> WHAT IS EXPECTED
Go through the entries below and copy each line that holds the word "digests".

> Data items
○ ○ ○ ○ ○ ○ ○

//! Execution plans
//!
//! A plan is a read-only preview of what a reconcile pass would do to each
//! component, grouped into waves: every component of a wave only depends on
//! components of earlier waves.

use serde::{Deserialize, Serialize};
use std::collections::{BTreeMap, HashMap};
use std::fmt;

use crate::config::EffectiveConfig;
use crate::registry::ComponentRegistry;
use crate::resolver::DependencyGraph;
use crate::status::{ComponentState, ComponentStatus, OverallStatus};

/// What a pass would do to one component
#[derive(Debug, Clone, Copy, PartialEq, Eq, Serialize, Deserialize)]
#[serde(rename_all = "camelCase")]
pub enum PlannedAction {
    Install,
    Upgrade,
    Retry,
    Keep,
    Disable,
    Uninstall,
    /// Failed at the current generation; waits for a spec change
    Blocked,
}

impl fmt::Display for PlannedAction {
    fn fmt(&self, f: &mut fmt::Formatter<'_>) -> fmt::Result {
        let s = match self {
            Self::Install => "install",
            Self::Upgrade => "upgrade",
            Self::Retry => "retry",
            Self::Keep => "keep",
            Self::Disable => "disable",
            Self::Uninstall => "uninstall",
            Self::Blocked => "blocked",
        };
        f.write_str(s)
    }
}

/// Inputs for deciding one component's action
#[derive(Debug, Clone, Copy)]
pub struct Observed<'a> {
    pub enabled: bool,
    pub deleting: bool,
    pub skip_upgrade: bool,
    pub generation: i64,
    pub status: Option<&'a ComponentStatus>,
    /// Digest of the values the pass would apply
    pub digest: Option<&'a str>,
    pub target_version: Option<&'a str>,
}

/// Decide the action for one component
pub fn decide(observed: Observed<'_>) -> PlannedAction {
    let status = observed.status;
    let installed = status.is_some_and(|s| s.installed);

    if observed.deleting {
        return if installed || status.is_some_and(|s| s.state == ComponentState::Error) {
            PlannedAction::Uninstall
        } else {
            PlannedAction::Keep
        };
    }

    if !observed.enabled {
        return match status.map(|s| s.state) {
            None | Some(ComponentState::Disabled) => PlannedAction::Keep,
            Some(_) => PlannedAction::Disable,
        };
    }

    let Some(status) = status else {
        return PlannedAction::Install;
    };

    match status.state {
        ComponentState::Failed if observed.generation <= status.reconciling_generation => {
            PlannedAction::Blocked
        }
        ComponentState::Error | ComponentState::Failed => PlannedAction::Retry,
        ComponentState::Disabled
        | ComponentState::Uninstalled
        | ComponentState::PreInstalling
        | ComponentState::Installing => PlannedAction::Install,
        ComponentState::Upgrading => PlannedAction::Upgrade,
        ComponentState::Uninstalling => PlannedAction::Keep,
        ComponentState::Ready => {
            let digest_changed = observed
                .digest
                .is_some_and(|d| status.values_digest.as_deref() != Some(d));
            // skipUpgrade only ignores version bumps, never changed values
            let version_changed = !observed.skip_upgrade
                && observed
                    .target_version
                    .is_some_and(|v| status.version.as_deref() != Some(v));
            if digest_changed || version_changed {
                PlannedAction::Upgrade
            } else {
                PlannedAction::Keep
            }
        }
    }
}

/// One component in a plan
#[derive(Debug, Clone, PartialEq, Eq, Serialize, Deserialize)]
pub struct PlanStep {
    pub component: String,
    pub namespace: String,
    pub wave: usize,
    pub action: PlannedAction,
}

/// Ordered preview of a reconcile pass
#[derive(Debug, Clone, Serialize, Deserialize)]
pub struct ExecutionPlan {
    /// Steps in execution order
    pub steps: Vec<PlanStep>,
    pub deleting: bool,
}

impl ExecutionPlan {
    /// Build a plan against the currently recorded status
    ///
    /// `digests` maps component names to the digest of the values the pass
    /// would apply; components without one are compared on version only.
    pub fn build(
        registry: &ComponentRegistry,
        graph: &DependencyGraph,
        config: &EffectiveConfig,
        current: &OverallStatus,
        digests: &BTreeMap<String, String>,
        deleting: bool,
    ) -> Self {
        let waves = wave_numbers(graph);
        let order: Vec<&str> = if deleting {
            graph.reverse_order().collect()
        } else {
            graph.order().iter().map(String::as_str).collect()
        };

        let steps = order
            .into_iter()
            .filter_map(|name| registry.get(name))
            .map(|component| {
                let action = decide(Observed {
                    enabled: config.is_enabled(component),
                    deleting,
                    skip_upgrade: component.skip_upgrade,
                    generation: config.generation,
                    status: current.component(&component.name),
                    digest: digests.get(&component.name).map(String::as_str),
                    target_version: config.version.as_deref(),
                });
                PlanStep {
                    component: component.name.clone(),
                    namespace: config.namespace_for(component).to_string(),
                    wave: waves.get(component.name.as_str()).copied().unwrap_or(0),
                    action,
                }
            })
            .collect();

        Self { steps, deleting }
    }

    pub fn step(&self, component: &str) -> Option<&PlanStep> {
        self.steps.iter().find(|s| s.component == component)
    }

    /// Number of steps that change something
    pub fn change_count(&self) -> usize {
        self.steps
            .iter()
            .filter(|s| !matches!(s.action, PlannedAction::Keep | PlannedAction::Blocked))
            .count()
    }

    pub fn wave_count(&self) -> usize {
        self.steps.iter().map(|s| s.wave + 1).max().unwrap_or(0)
    }

    /// Format as a human-readable string
    pub fn display(&self) -> String {
        let mut lines = vec![format!(
            "Execution Plan: {} components in {} waves, {} changes",
            self.steps.len(),
            self.wave_count(),
            self.change_count()
        )];

        let mut waves: BTreeMap<usize, Vec<&PlanStep>> = BTreeMap::new();
        for step in &self.steps {
            waves.entry(step.wave).or_default().push(step);
        }

        let ordered: Vec<_> = if self.deleting {
            waves.iter().rev().collect()
        } else {
            waves.iter().collect()
        };

        for (number, steps) in ordered {
            lines.push(format!("  Wave {}:", number));
            for step in steps {
                lines.push(format!(
                    "    - {} ({}): {}",
                    step.component, step.namespace, step.action
                ));
            }
        }

        lines.join("\n")
    }
}

/// Longest dependency chain below each component
fn wave_numbers(graph: &DependencyGraph) -> HashMap<&str, usize> {
    let mut waves: HashMap<&str, usize> = HashMap::new();
    // `order` is topological, so every dependency is numbered first
    for name in graph.order() {
        let wave = graph
            .dependencies_of(name)
            .iter()
            .filter_map(|dep| waves.get(dep.as_str()))
            .map(|w| w + 1)
            .max()
            .unwrap_or(0);
        waves.insert(name.as_str(), wave);
    }
    waves
}

#[cfg(test)]
mod tests {
    use super::*;
    use crate::component::Component;

    fn registry() -> ComponentRegistry {
        ComponentRegistry::new(vec![
            Component::new("crds", "system", "charts/crds"),
            Component::new("db", "data", "charts/db").with_dependencies(["crds"]),
            Component::new("cache", "data", "charts/cache").with_dependencies(["crds"]),
            Component::new("app", "apps", "charts/app").with_dependencies(["db", "cache"]),
            Component::new("extras", "apps", "charts/extras").disabled_by_default(),
        ])
        .unwrap()
    }

    fn installed(name: &str, digest: &str) -> ComponentStatus {
        ComponentStatus {
            name: name.to_string(),
            state: ComponentState::Ready,
            installed: true,
            values_digest: Some(digest.to_string()),
            ..Default::default()
        }
    }

    #[test]
    fn test_fresh_install_plan() {
        let registry = registry();
        let graph = DependencyGraph::build(&registry).unwrap();
        let plan = ExecutionPlan::build(
            &registry,
            &graph,
            &EffectiveConfig::default(),
            &OverallStatus::default(),
            &BTreeMap::new(),
            false,
        );

        assert_eq!(plan.step("crds").unwrap().wave, 0);
        assert_eq!(plan.step("db").unwrap().wave, 1);
        assert_eq!(plan.step("app").unwrap().wave, 2);
        assert_eq!(plan.step("app").unwrap().action, PlannedAction::Install);
        assert_eq!(plan.step("extras").unwrap().action, PlannedAction::Keep);
        assert_eq!(plan.change_count(), 4);
        assert_eq!(plan.wave_count(), 3);
    }

    #[test]
    fn test_digest_change_means_upgrade() {
        let registry = registry();
        let graph = DependencyGraph::build(&registry).unwrap();

        let mut current = OverallStatus::default();
        for name in ["crds", "db", "cache", "app"] {
            current
                .components
                .insert(name.to_string(), installed(name, "same"));
        }
        let mut digests: BTreeMap<String, String> = ["crds", "db", "cache", "app"]
            .iter()
            .map(|n| (n.to_string(), "same".to_string()))
            .collect();
        digests.insert("db".to_string(), "changed".to_string());

        let plan = ExecutionPlan::build(
            &registry,
            &graph,
            &EffectiveConfig::default(),
            &current,
            &digests,
            false,
        );

        assert_eq!(plan.step("db").unwrap().action, PlannedAction::Upgrade);
        assert_eq!(plan.step("app").unwrap().action, PlannedAction::Keep);
        assert_eq!(plan.change_count(), 1);
    }

    #[test]
    fn test_uninstall_plan_runs_in_reverse() {
        let registry = registry();
        let graph = DependencyGraph::build(&registry).unwrap();

        let mut current = OverallStatus::default();
        current
            .components
            .insert("crds".to_string(), installed("crds", "d"));
        current.components.insert("app".to_string(), installed("app", "d"));

        let plan = ExecutionPlan::build(
            &registry,
            &graph,
            &EffectiveConfig::default(),
            &current,
            &BTreeMap::new(),
            true,
        );

        let app = plan.steps.iter().position(|s| s.component == "app").unwrap();
        let crds = plan.steps.iter().position(|s| s.component == "crds").unwrap();
        assert!(app < crds);
        assert_eq!(plan.step("db").unwrap().action, PlannedAction::Keep);
        assert_eq!(plan.step("app").unwrap().action, PlannedAction::Uninstall);
    }

    #[test]
    fn test_decide_failed_waits_for_generation() {
        let failed = ComponentStatus {
            name: "db".to_string(),
            state: ComponentState::Failed,
            reconciling_generation: 3,
            ..Default::default()
        };
        let observed = Observed {
            enabled: true,
            deleting: false,
            skip_upgrade: false,
            generation: 3,
            status: Some(&failed),
            digest: None,
            target_version: None,
        };

        assert_eq!(decide(observed), PlannedAction::Blocked);
        assert_eq!(
            decide(Observed {
                generation: 4,
                ..observed
            }),
            PlannedAction::Retry
        );
    }

    #[test]
    fn test_decide_disable_and_skip_upgrade() {
        let mut ready = installed("db", "same");
        ready.version = Some("1.0.0".to_string());
        let observed = Observed {
            enabled: false,
            deleting: false,
            skip_upgrade: false,
            generation: 1,
            status: Some(&ready),
            digest: Some("same"),
            target_version: Some("1.1.0"),
        };
        assert_eq!(decide(observed), PlannedAction::Disable);

        let enabled = Observed {
            enabled: true,
            ..observed
        };
        assert_eq!(decide(enabled), PlannedAction::Upgrade);

        let skipped = Observed {
            skip_upgrade: true,
            ..enabled
        };
        assert_eq!(decide(skipped), PlannedAction::Keep);

        let changed_values = Observed {
            digest: Some("changed"),
            ..skipped
        };
        assert_eq!(decide(changed_values), PlannedAction::Upgrade);
    }

    #[test]
    fn test_display() {
        let registry = registry();
        let graph = DependencyGraph::build(&registry).unwrap();
        let plan = ExecutionPlan::build(
            &registry,
            &graph,
            &EffectiveConfig::default(),
            &OverallStatus::default(),
            &BTreeMap::new(),
            false,
        );

        insta::assert_snapshot!(plan.display(), @r"
Execution Plan: 5 components in 3 waves, 4 changes
  Wave 0:
    - crds (system): install
    - extras (apps): keep
  Wave 1:
    - db (data): install
    - cache (data): install
  Wave 2:
    - app (apps): install
");
    }
}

○ ○ ○ ○ ○ ○ ○

> SOLUTION
    /// `digests` maps component names to the digest of the values the pass
        digests: &BTreeMap<String, String>,
                    digest: digests.get(&component.name).map(String::as_str),
        let mut digests: BTreeMap<String, String> = ["crds", "db", "cache", "app"]
        digests.insert("db".to_string(), "changed".to_string());
            &digests,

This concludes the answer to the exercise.